Aujourd'hui on distingue :

1° ) les omby mahery ou « durs à rassembler en troupeaux » ;

2° ) les haolo qui sont des zébus domestiques et reprennent par intermittence leur liberté ;

3° ) les omby manga qui sont des zébus libres ou marrons véritables ;

4° ) les baria qui ont peu ou presque pas de bosse. Ces dénominations varient d'ailleurs avec les régions et ne sont précises qu'en apparence.

(3) Les Vazimba de l'Ouest, évidemment.

(4) En réalité ils sont considérés comme les plus anciens maitres de la forêt. De même en Imerina, les anciens Vazimba sont regardés comme les tompon' tany, les maîtres de la terre, les premiers occupants du sol dont ils sont restés propriétaires, tout en étant partis dans l'autre monde.

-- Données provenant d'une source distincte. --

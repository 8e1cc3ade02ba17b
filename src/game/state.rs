//! Level, streak, and time-budget bookkeeping.
//!
//! The difficulty curve is a step function of the streak,
//! `max(2, 20 - 2 * floor(streak / 5))`, but it is applied incrementally:
//! losing the streak restarts the count toward the next step without giving
//! back any time already taken away. Only [`GameState::reset`] raises the
//! budget again.

/// Seconds allotted to a round at level 1.
pub const INITIAL_TIME_BUDGET_SECS: u32 = 20;

/// Seconds removed from the budget at each difficulty step.
pub const TIME_BUDGET_STEP_SECS: u32 = 2;

/// The budget never drops below this.
pub const MIN_TIME_BUDGET_SECS: u32 = 2;

/// Consecutive correct answers needed for one difficulty step.
pub const STREAK_INTERVAL: u32 = 5;

/// Mutable game progress for one session.
///
/// Counters saturate instead of wrapping.
#[derive(Debug, Clone, PartialEq, Eq)]
pub struct GameState {
    level: u32,
    consecutive_correct: u32,
    time_budget_secs: u32,
}

impl GameState {
    /// Creates a fresh state at level 1 with the full time budget.
    #[must_use]
    pub const fn new() -> Self {
        Self {
            level: 1,
            consecutive_correct: 0,
            time_budget_secs: INITIAL_TIME_BUDGET_SECS,
        }
    }

    /// Restores level 1, an empty streak and the initial budget.
    pub const fn reset(&mut self) {
        *self = Self::new();
    }

    /// Records a correct answer.
    ///
    /// Bumps the level and the streak, then shortens the budget when the
    /// new streak is a multiple of [`STREAK_INTERVAL`]. Returns `true` if
    /// the budget actually went down (it cannot once it sits at the floor).
    pub fn advance(&mut self) -> bool {
        self.level = self.level.saturating_add(1);
        self.consecutive_correct = self.consecutive_correct.saturating_add(1);

        if self.consecutive_correct % STREAK_INTERVAL != 0 {
            return false;
        }

        let before = self.time_budget_secs;
        self.time_budget_secs = before
            .saturating_sub(TIME_BUDGET_STEP_SECS)
            .max(MIN_TIME_BUDGET_SECS);
        self.time_budget_secs < before
    }

    /// Records a wrong or timed-out answer: the streak is lost, nothing else.
    pub const fn reset_streak(&mut self) {
        self.consecutive_correct = 0;
    }

    /// Current level, starting at 1.
    #[must_use]
    pub const fn level(&self) -> u32 {
        self.level
    }

    /// Correct answers since the last failure or reset.
    #[must_use]
    pub const fn consecutive_correct(&self) -> u32 {
        self.consecutive_correct
    }

    /// Seconds allotted to the current round. Never below
    /// [`MIN_TIME_BUDGET_SECS`].
    #[must_use]
    pub const fn time_budget_secs(&self) -> u32 {
        self.time_budget_secs
    }
}

impl Default for GameState {
    fn default() -> Self {
        Self::new()
    }
}
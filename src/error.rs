//! Error types for `TypeRush`
//!
//! Gameplay failures (wrong answer, timeout) are ordinary state transitions
//! and never surface here. These errors cover what stops a session from
//! starting at all: a bad phrase catalog, or I/O on the terminal and the
//! events file.

use std::path::PathBuf;
use thiserror::Error;

// ============================================================================
// Exit Codes
// ============================================================================

/// Process exit codes of the `typerush` binary.
pub struct ExitCode;

impl ExitCode {
    /// Session ended normally (quit, end of input, first Ctrl+C)
    pub const SUCCESS: i32 = 0;

    /// Unclassified failure
    pub const ERROR: i32 = 1;

    /// Configuration error (empty or unreadable phrase catalog)
    pub const CONFIG_ERROR: i32 = 2;

    /// I/O error (terminal closed, events file not writable)
    pub const IO_ERROR: i32 = 3;

    /// Command line rejected (`EX_USAGE`)
    pub const USAGE_ERROR: i32 = 64;

    /// Forced exit on a second SIGINT
    pub const INTERRUPTED: i32 = 130;

    /// Forced exit on a second SIGTERM
    pub const TERMINATED: i32 = 143;
}

// ============================================================================
// Top-Level Error
// ============================================================================

/// Top-level error type for `TypeRush` operations.
#[derive(Debug, Error)]
pub enum TypeRushError {
    /// Phrase catalog could not be built
    #[error(transparent)]
    Catalog(#[from] CatalogError),

    /// Terminal or events file failure
    #[error("I/O error: {0}")]
    Io(#[from] std::io::Error),

    /// JSON output failure
    #[error("JSON error: {0}")]
    Json(#[from] serde_json::Error),
}

impl TypeRushError {
    /// Exit code `main` uses for this error.
    #[must_use]
    pub const fn exit_code(&self) -> i32 {
        match self {
            Self::Catalog(_) | Self::Json(_) => ExitCode::CONFIG_ERROR,
            Self::Io(_) => ExitCode::IO_ERROR,
        }
    }
}

// ============================================================================
// Catalog Errors
// ============================================================================

/// Phrase catalog construction errors.
///
/// All of these are fatal: a session cannot start a round without a
/// usable catalog.
#[derive(Debug, Error)]
pub enum CatalogError {
    /// The catalog contains no phrases
    #[error("phrase catalog from {origin} is empty")]
    Empty {
        /// Where the catalog came from (`"built-in"` or a file path)
        origin: String,
    },

    /// An entry is empty or whitespace only, so no answer can match it
    #[error("phrase {index} in {origin} is blank")]
    BlankEntry {
        /// Where the catalog came from
        origin: String,
        /// Zero-based position of the entry
        index: usize,
    },

    /// Catalog file does not exist
    #[error("file not found: {path}")]
    MissingFile {
        /// Path to the missing file
        path: PathBuf,
    },

    /// Catalog file is not a sequence of strings
    #[error("parse error in {origin}: {message}")]
    ParseError {
        /// Where the catalog came from
        origin: String,
        /// Error message from the parser
        message: String,
    },
}

// ============================================================================
// Result Type Alias
// ============================================================================

/// Result type alias for `TypeRush` operations.
pub type Result<T> = std::result::Result<T, TypeRushError>;

// ============================================================================
// Tests
// ============================================================================
//! CLI command dispatch and handlers
//!
//! Routes parsed CLI arguments to the appropriate command handler.

pub mod completions;
pub mod phrases;
pub mod play;
pub mod version;

use tokio_util::sync::CancellationToken;

use crate::cli::args::{Cli, Commands};
use crate::error::TypeRushError;

/// Dispatch a parsed CLI invocation to the appropriate command handler.
///
/// `cancel` ends a running game early (e.g. on Ctrl+C).
///
/// # Errors
///
/// Returns an error if the dispatched command handler fails.
pub async fn dispatch(cli: Cli, cancel: CancellationToken) -> Result<(), TypeRushError> {
    match cli.command {
        Commands::Play(args) => play::run(&args, cli.color, cancel).await,
        Commands::Phrases(args) => phrases::run(&args),
        Commands::Completions(args) => {
            completions::run(&args);
            Ok(())
        }
        Commands::Version(args) => version::run(&args),
    }
}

(5) Ovy et sosa sont des Dioscoréacées à tubercule comestible. Les Dioscoréacées forment la famille N° 44 de la Flore générale de Madagascar. Cette fa- mille ne comporte pas moins de dix-sept espèces dont les tubercules servent à l'alimentation des autochtones ; presque toutes appartiennent au domaine occidental et à l'extrême sud. Le terme de ovy signifie racine, tubercule comestible, en gé- néral. Celui de soso ou sosa s'applique plus spécialement aux Dioscorea soso et Dioscorea bemandry. D'autres formes portent les noms vernaculaires de macabiha, antaly, oviala, ovifotsy, etc.